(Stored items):

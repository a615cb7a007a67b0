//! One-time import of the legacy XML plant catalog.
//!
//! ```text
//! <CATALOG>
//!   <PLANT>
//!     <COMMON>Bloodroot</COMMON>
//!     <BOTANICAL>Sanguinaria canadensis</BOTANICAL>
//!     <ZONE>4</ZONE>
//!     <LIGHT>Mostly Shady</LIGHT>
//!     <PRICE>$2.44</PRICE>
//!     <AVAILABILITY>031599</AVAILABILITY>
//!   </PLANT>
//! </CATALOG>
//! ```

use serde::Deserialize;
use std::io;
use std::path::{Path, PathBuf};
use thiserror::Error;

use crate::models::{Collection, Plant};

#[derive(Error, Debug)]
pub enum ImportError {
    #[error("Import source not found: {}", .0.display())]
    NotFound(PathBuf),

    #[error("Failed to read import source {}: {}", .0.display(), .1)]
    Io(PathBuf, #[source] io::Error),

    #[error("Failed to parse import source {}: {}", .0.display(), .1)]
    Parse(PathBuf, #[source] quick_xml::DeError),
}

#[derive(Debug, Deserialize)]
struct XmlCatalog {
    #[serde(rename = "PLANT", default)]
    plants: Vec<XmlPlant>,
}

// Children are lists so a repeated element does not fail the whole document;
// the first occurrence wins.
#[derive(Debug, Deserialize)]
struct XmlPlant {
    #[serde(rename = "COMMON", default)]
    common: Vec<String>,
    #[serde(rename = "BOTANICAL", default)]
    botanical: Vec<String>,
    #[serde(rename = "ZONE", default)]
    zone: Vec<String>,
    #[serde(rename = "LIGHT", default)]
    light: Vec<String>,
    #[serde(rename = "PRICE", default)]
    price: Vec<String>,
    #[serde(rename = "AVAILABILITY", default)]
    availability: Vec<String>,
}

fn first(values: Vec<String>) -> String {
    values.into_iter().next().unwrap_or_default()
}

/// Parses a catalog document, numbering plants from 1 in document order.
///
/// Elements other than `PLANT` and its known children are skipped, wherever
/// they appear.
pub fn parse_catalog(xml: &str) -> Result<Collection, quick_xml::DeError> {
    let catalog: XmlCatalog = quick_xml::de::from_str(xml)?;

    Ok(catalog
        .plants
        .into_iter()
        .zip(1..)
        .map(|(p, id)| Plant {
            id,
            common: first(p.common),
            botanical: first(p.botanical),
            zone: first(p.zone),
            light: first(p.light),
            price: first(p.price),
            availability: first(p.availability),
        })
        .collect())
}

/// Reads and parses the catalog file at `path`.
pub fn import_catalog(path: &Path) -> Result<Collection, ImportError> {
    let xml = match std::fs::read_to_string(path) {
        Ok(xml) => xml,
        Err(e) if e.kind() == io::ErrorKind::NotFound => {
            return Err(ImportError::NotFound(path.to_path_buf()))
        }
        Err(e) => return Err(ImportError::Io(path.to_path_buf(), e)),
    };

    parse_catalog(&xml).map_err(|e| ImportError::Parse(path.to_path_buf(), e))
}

==

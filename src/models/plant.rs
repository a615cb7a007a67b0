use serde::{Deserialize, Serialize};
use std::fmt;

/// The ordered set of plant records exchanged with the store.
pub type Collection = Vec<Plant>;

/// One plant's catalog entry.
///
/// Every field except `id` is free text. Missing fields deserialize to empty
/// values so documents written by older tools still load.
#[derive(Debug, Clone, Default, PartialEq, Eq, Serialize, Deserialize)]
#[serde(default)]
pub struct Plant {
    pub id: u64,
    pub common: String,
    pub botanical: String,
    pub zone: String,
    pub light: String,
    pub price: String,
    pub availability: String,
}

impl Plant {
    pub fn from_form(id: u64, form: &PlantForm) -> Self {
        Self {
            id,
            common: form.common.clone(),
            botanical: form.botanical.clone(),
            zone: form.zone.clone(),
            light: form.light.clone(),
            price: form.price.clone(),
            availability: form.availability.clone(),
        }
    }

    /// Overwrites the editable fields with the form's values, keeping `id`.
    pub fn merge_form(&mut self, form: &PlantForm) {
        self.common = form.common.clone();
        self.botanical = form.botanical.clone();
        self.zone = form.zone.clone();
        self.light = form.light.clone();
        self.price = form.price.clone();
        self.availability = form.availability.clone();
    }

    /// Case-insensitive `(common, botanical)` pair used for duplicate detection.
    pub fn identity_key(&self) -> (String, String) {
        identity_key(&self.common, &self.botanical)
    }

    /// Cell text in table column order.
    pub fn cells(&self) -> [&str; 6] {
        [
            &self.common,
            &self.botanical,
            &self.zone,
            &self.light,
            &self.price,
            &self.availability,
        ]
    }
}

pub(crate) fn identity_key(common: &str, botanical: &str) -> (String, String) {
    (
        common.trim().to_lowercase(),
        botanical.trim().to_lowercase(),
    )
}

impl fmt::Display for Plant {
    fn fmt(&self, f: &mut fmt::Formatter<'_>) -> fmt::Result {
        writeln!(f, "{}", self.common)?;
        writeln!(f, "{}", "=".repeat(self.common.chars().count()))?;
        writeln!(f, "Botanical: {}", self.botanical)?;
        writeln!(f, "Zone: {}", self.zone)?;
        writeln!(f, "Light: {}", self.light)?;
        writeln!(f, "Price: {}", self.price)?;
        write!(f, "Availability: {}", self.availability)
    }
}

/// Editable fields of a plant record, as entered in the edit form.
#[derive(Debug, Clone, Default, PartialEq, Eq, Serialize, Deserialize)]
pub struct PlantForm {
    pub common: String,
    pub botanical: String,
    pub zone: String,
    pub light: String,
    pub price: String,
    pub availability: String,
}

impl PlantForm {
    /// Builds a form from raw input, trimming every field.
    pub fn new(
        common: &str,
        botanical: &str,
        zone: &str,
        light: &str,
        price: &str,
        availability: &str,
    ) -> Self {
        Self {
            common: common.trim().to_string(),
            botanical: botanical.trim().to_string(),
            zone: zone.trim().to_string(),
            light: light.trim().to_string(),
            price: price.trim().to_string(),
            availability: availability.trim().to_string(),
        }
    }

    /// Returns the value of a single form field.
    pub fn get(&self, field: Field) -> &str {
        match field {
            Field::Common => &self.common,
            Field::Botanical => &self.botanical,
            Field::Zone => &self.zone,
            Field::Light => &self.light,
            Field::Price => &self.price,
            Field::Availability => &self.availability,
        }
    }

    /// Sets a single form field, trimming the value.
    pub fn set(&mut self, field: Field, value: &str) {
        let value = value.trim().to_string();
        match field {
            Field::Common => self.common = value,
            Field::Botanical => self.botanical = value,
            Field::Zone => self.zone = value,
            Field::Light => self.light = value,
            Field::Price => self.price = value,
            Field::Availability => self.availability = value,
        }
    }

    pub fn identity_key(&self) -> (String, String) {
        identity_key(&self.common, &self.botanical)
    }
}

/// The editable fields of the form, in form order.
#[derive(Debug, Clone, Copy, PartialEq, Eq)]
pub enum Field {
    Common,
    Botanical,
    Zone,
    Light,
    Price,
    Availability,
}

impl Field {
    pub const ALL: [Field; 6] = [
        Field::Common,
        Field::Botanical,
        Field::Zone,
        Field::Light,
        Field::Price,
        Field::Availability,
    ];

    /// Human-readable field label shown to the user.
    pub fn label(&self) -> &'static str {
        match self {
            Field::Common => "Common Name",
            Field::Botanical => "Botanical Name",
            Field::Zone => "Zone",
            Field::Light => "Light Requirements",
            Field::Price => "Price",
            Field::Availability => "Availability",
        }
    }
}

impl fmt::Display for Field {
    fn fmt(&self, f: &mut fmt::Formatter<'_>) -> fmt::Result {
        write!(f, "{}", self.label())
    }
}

...

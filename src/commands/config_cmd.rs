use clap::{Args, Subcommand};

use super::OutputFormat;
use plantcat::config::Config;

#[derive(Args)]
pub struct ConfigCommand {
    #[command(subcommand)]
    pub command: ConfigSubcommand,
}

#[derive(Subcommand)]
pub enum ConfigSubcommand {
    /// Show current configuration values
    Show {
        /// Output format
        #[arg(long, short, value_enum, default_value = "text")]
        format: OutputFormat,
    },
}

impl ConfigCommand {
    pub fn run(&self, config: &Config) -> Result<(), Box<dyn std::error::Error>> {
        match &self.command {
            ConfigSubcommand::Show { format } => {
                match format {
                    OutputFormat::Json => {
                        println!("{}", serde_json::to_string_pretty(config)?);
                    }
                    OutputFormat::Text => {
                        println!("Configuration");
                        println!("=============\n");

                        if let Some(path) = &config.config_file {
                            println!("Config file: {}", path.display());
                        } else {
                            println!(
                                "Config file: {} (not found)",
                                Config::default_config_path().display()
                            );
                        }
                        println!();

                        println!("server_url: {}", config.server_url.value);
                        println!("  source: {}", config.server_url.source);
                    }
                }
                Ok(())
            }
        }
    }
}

(Goal of the exercise):
Whenever a line in the records above contains the string "match", copy that line.

(Exercise result):
    let xml = match std::fs::read_to_string(path) {
        match field {
        match field {
        match self {
        match &self.command {
                match format {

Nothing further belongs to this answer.